Entropy (Basel). 2018 Feb 7;20(2):108. doi: 10.3390/e20020108.
Sequential change-point detection when the distribution parameters are unknown is a fundamental problem in statistics and machine learning. When the post-change parameters are unknown, we consider a set of detection procedures based on sequential likelihood ratios with non-anticipating estimators constructed using online convex optimization algorithms such as online mirror descent, which provides a more versatile approach to tackling complex situations where recursive maximum likelihood estimators cannot be found. When the underlying distributions belong to a exponential family and the estimators satisfy the logarithm regret property, we show that this approach is nearly second-order asymptotically optimal. This means that the upper bound for the false alarm rate of the algorithm (measured by the average-run-length) meets the lower bound asymptotically up to a log-log factor when the threshold tends to infinity. Our proof is achieved by making a connection between sequential change-point and online convex optimization and leveraging the logarithmic regret bound property of online mirror descent algorithm. Numerical and real data examples validate our theory.

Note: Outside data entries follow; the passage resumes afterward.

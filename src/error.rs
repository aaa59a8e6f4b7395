use crate::browser::BrowserError;

/// Crate-wide error taxonomy.
///
/// Structural and input-validation errors abort the current pipeline level
/// and surface to the caller. Per-page failures are reported through progress
/// events instead, and archive failures degrade to zero-valued stats.
#[derive(Debug, thiserror::Error)]
pub enum Error {
    #[error("could not find the chapter list for '{0}'")]
    StructureNotFound(String),

    #[error("could not find the pagination control on {0}")]
    PaginationNotFound(String),

    #[error("volume {volume} of '{series}' was not found")]
    VolumeNotFound { series: String, volume: u32 },

    #[error("invalid range: start {start} is greater than end {end}")]
    InvalidRange { start: f64, end: f64 },

    #[error("navigation to {url} failed after {attempts} attempts")]
    NavigationFailed {
        url: String,
        attempts: usize,
        #[source]
        source: BrowserError,
    },

    #[error("archive creation failed: {0}")]
    Archive(String),

    #[error("worker task failed: {0}")]
    Worker(String),

    #[error(transparent)]
    Browser(#[from] BrowserError),

    #[error(transparent)]
    Http(#[from] reqwest::Error),

    #[error(transparent)]
    Io(#[from] std::io::Error),
}

pub type Result<T> = std::result::Result<T, Error>;
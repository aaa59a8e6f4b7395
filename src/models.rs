use std::fmt;
use std::path::PathBuf;

use serde::Deserialize;

/// A single chapter entry from the series index page.
#[derive(Debug, Clone, PartialEq, Eq)]
pub struct Chapter {
    pub name: String,
    pub link: String,
}

/// Volume number as displayed by the site. The listing is loose enough that
/// a volume can lack a number entirely, or be a webtoon pseudo-volume.
#[derive(Debug, Clone, PartialEq)]
pub enum VolumeNumber {
    Number(String),
    /// An unassigned leading volume listed without a heading. Displayed `?`.
    Unknown,
    Webtoon,
    NotFound,
}

impl VolumeNumber {
    /// Numeric value when the volume carries one.
    pub fn as_f64(&self) -> Option<f64> {
        match self {
            VolumeNumber::Number(n) => n.parse().ok(),
            _ => None,
        }
    }
}

impl fmt::Display for VolumeNumber {
    fn fmt(&self, f: &mut fmt::Formatter<'_>) -> fmt::Result {
        match self {
            VolumeNumber::Number(n) => write!(f, "{}", n),
            VolumeNumber::Unknown => write!(f, "?"),
            VolumeNumber::Webtoon => write!(f, "Webtoon"),
            VolumeNumber::NotFound => write!(f, "notFound"),
        }
    }
}

/// A volume and its chapters, oldest chapter first.
#[derive(Debug, Clone, PartialEq)]
pub struct Volume {
    pub name: String,
    pub number: VolumeNumber,
    pub chapters: Vec<Chapter>,
}

/// The normalized volume/chapter tree of one series, oldest volume first.
/// Resolved fresh on every call and never cached.
#[derive(Debug, Clone)]
pub struct MangaContent {
    pub manga: String,
    pub display: String,
    pub synopsis: String,
    pub volumes: Vec<Volume>,
}

impl MangaContent {
    /// All chapters across all volumes, in reading order.
    pub fn all_chapters(&self) -> impl Iterator<Item = &Chapter> {
        self.volumes.iter().flat_map(|v| v.chapters.iter())
    }
}

/// Summary numbers for one series.
#[derive(Debug, Clone)]
pub struct MangaStats {
    pub volumes: usize,
    /// Numeric chapter value of the last chapter of the last volume.
    pub chapters: f64,
    pub name: String,
    pub display: String,
    pub synopsis: String,
}

/// One entry of the site's live-search response.
#[derive(Debug, Clone, PartialEq, Eq, Deserialize)]
pub struct SearchResult {
    pub name: String,
    pub url: String,
}

impl SearchResult {
    /// Series key extracted from the result URL (`/manga/{key}/`). This is
    /// the value the download operations take as their series name.
    pub fn manga(&self) -> Option<&str> {
        self.url.split('/').nth(2).filter(|s| !s.is_empty())
    }
}

/// Outcome of an archive write. Zero values signal a failed archive.
#[derive(Debug, Clone, PartialEq, Eq)]
pub struct CompressStats {
    pub path: PathBuf,
    pub size: u64,
}

impl CompressStats {
    pub fn failed() -> Self {
        Self {
            path: PathBuf::new(),
            size: 0,
        }
    }

    pub fn is_failure(&self) -> bool {
        self.size == 0
    }
}

/// On-disk format of downloaded page images.
#[derive(Debug, Clone, Copy, PartialEq, Eq, Default, Deserialize)]
#[serde(rename_all = "lowercase")]
pub enum ImageFormat {
    #[default]
    Jpg,
    Png,
}

impl ImageFormat {
    pub fn extension(&self) -> &'static str {
        match self {
            ImageFormat::Jpg => "jpg",
            ImageFormat::Png => "png",
        }
    }
}

#[cfg(test)]
mod tests {
    use super::*;

    #[test]
    fn test_volume_number_numeric_value() {
        assert_eq!(VolumeNumber::Number("5".into()).as_f64(), Some(5.0));
        assert_eq!(VolumeNumber::Number("12.5".into()).as_f64(), Some(12.5));
        assert_eq!(VolumeNumber::Unknown.as_f64(), None);
        assert_eq!(VolumeNumber::Webtoon.as_f64(), None);
    }

    #[test]
    fn test_search_result_manga_key() {
        let results: Vec<SearchResult> = serde_json::from_str(
            r#"[{"name": "One Piece", "url": "/manga/one-piece/", "image": "/imgs/one-piece.jpg"}]"#,
        )
        .unwrap();
        assert_eq!(results[0].name, "One Piece");
        assert_eq!(results[0].manga(), Some("one-piece"));

        let odd = SearchResult {
            name: "x".into(),
            url: "/".into(),
        };
        assert_eq!(odd.manga(), None);
    }

    #[test]
    fn test_compress_stats_failure() {
        assert!(CompressStats::failed().is_failure());
        let ok = CompressStats {
            path: PathBuf::from("out.cbz"),
            size: 1024,
        };
        assert!(!ok.is_failure());
    }

    #[test]
    fn test_image_format_extension() {
        assert_eq!(ImageFormat::Jpg.extension(), "jpg");
        assert_eq!(ImageFormat::Png.extension(), "png");
    }
}
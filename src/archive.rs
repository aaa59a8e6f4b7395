//! CBZ packaging of downloaded chapter folders.

use std::fs::File;
use std::io;
use std::path::{Path, PathBuf};

use zip::write::SimpleFileOptions;
use zip::{CompressionMethod, ZipWriter};

use crate::error::{Error, Result};
use crate::helpers::{bytes_to_size, to_n_digits};
use crate::models::CompressStats;

/// What an archive covers, which fixes its label and number padding.
#[derive(Debug, Clone, Copy, PartialEq, Eq)]
pub enum ArchiveKind {
    Chapter,
    Volume,
}

impl ArchiveKind {
    fn label(&self) -> &'static str {
        match self {
            ArchiveKind::Chapter => "chapter",
            ArchiveKind::Volume => "volume",
        }
    }

    fn digits(&self) -> usize {
        match self {
            ArchiveKind::Chapter => 4,
            ArchiveKind::Volume => 3,
        }
    }
}

/// Path of the archive for the given unit:
/// `{output}/{manga}/{manga}-{kind}-{number}.cbz`.
pub fn archive_path(output: &Path, manga: &str, kind: ArchiveKind, number: &str) -> PathBuf {
    output.join(manga).join(format!(
        "{}-{}-{}.cbz",
        manga,
        kind.label(),
        to_n_digits(number, kind.digits())
    ))
}

/// Pack the given chapter folders into one archive at `out`.
///
/// Each folder's files land under the folder's final path component, so a
/// volume archive keeps its chapters separated. Folders that do not exist
/// are skipped with a warning; an archive ending up empty is an error.
pub fn zip_directories(sources: &[PathBuf], out: &Path) -> Result<CompressStats> {
    let file = File::create(out)?;
    let mut zip = ZipWriter::new(file);
    let options = SimpleFileOptions::default().compression_method(CompressionMethod::Deflated);

    let mut added = 0usize;
    for source in sources {
        if !source.is_dir() {
            log::warn!("skipping missing folder {}", source.display());
            continue;
        }
        let prefix = source
            .file_name()
            .ok_or_else(|| Error::Archive(format!("unnamed folder {}", source.display())))?
            .to_string_lossy()
            .to_string();

        let mut entries: Vec<PathBuf> = std::fs::read_dir(source)?
            .filter_map(|e| e.ok())
            .map(|e| e.path())
            .filter(|p| p.is_file())
            .collect();
        entries.sort();

        for entry in entries {
            let name = entry
                .file_name()
                .map(|n| n.to_string_lossy().to_string())
                .unwrap_or_default();
            zip.start_file(format!("{}/{}", prefix, name), options)
                .map_err(|e| Error::Archive(e.to_string()))?;
            let mut input = File::open(&entry)?;
            io::copy(&mut input, &mut zip)?;
            added += 1;
        }
    }

    zip.finish().map_err(|e| Error::Archive(e.to_string()))?;
    if added == 0 {
        // Do not leave an empty archive behind.
        let _ = std::fs::remove_file(out);
        return Err(Error::Archive(format!(
            "nothing to archive into {}",
            out.display()
        )));
    }

    let size = std::fs::metadata(out)?.len();
    log::info!("wrote {} ({})", out.display(), bytes_to_size(size));
    Ok(CompressStats {
        path: out.to_path_buf(),
        size,
    })
}

/// Archive a unit without letting a failure abort the surrounding pipeline.
/// On error the stats come back zero-valued and the error is only logged.
pub fn safe_compress(
    output: &Path,
    manga: &str,
    kind: ArchiveKind,
    number: &str,
    sources: &[PathBuf],
) -> CompressStats {
    let out = archive_path(output, manga, kind, number);
    if let Some(parent) = out.parent() {
        if let Err(e) = std::fs::create_dir_all(parent) {
            log::error!("could not create {}: {}", parent.display(), e);
            return CompressStats::failed();
        }
    }
    match zip_directories(sources, &out) {
        Ok(stats) => stats,
        Err(e) => {
            log::error!("archiving {} failed: {}", out.display(), e);
            CompressStats::failed()
        }
    }
}

#[cfg(test)]
mod tests {
    use super::*;

    #[test]
    fn test_chapter_archive_path_pads_to_four() {
        let path = archive_path(Path::new("manga"), "naruto", ArchiveKind::Chapter, "12");
        assert_eq!(
            path,
            Path::new("manga").join("naruto").join("naruto-chapter-0012.cbz")
        );
    }

    #[test]
    fn test_volume_archive_path_pads_to_three() {
        let path = archive_path(Path::new("manga"), "naruto", ArchiveKind::Volume, "3");
        assert_eq!(
            path,
            Path::new("manga").join("naruto").join("naruto-volume-003.cbz")
        );
    }

    #[test]
    fn test_range_label_is_kept_verbatim() {
        let path = archive_path(Path::new("out"), "naruto", ArchiveKind::Chapter, "0001-0010");
        assert!(path.ends_with(Path::new("naruto").join("naruto-chapter-0001-0010.cbz")));
    }
}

当分布参数未知时,序贯变点检测是统计学和机器学习中的一个基本问题。当变化后的参数未知时,我们考虑一组基于序贯似然比的检测程序,其中使用在线凸优化算法(如在线镜像下降)构建非预期估计器,这为处理无法找到递归最大似然估计器的复杂情况提供了一种更通用的方法。当基础分布属于指数族且估计器满足对数遗憾性质时,我们表明这种方法几乎是二阶渐近最优的。这意味着当阈值趋于无穷大时,算法的误报率上限(以平均运行长度衡量)在渐近意义上达到下限,相差一个对数-对数因子。我们的证明是通过在序贯变点和在线凸优化之间建立联系,并利用在线镜像下降算法的对数遗憾界性质来实现的。数值和实际数据示例验证了我们的理论。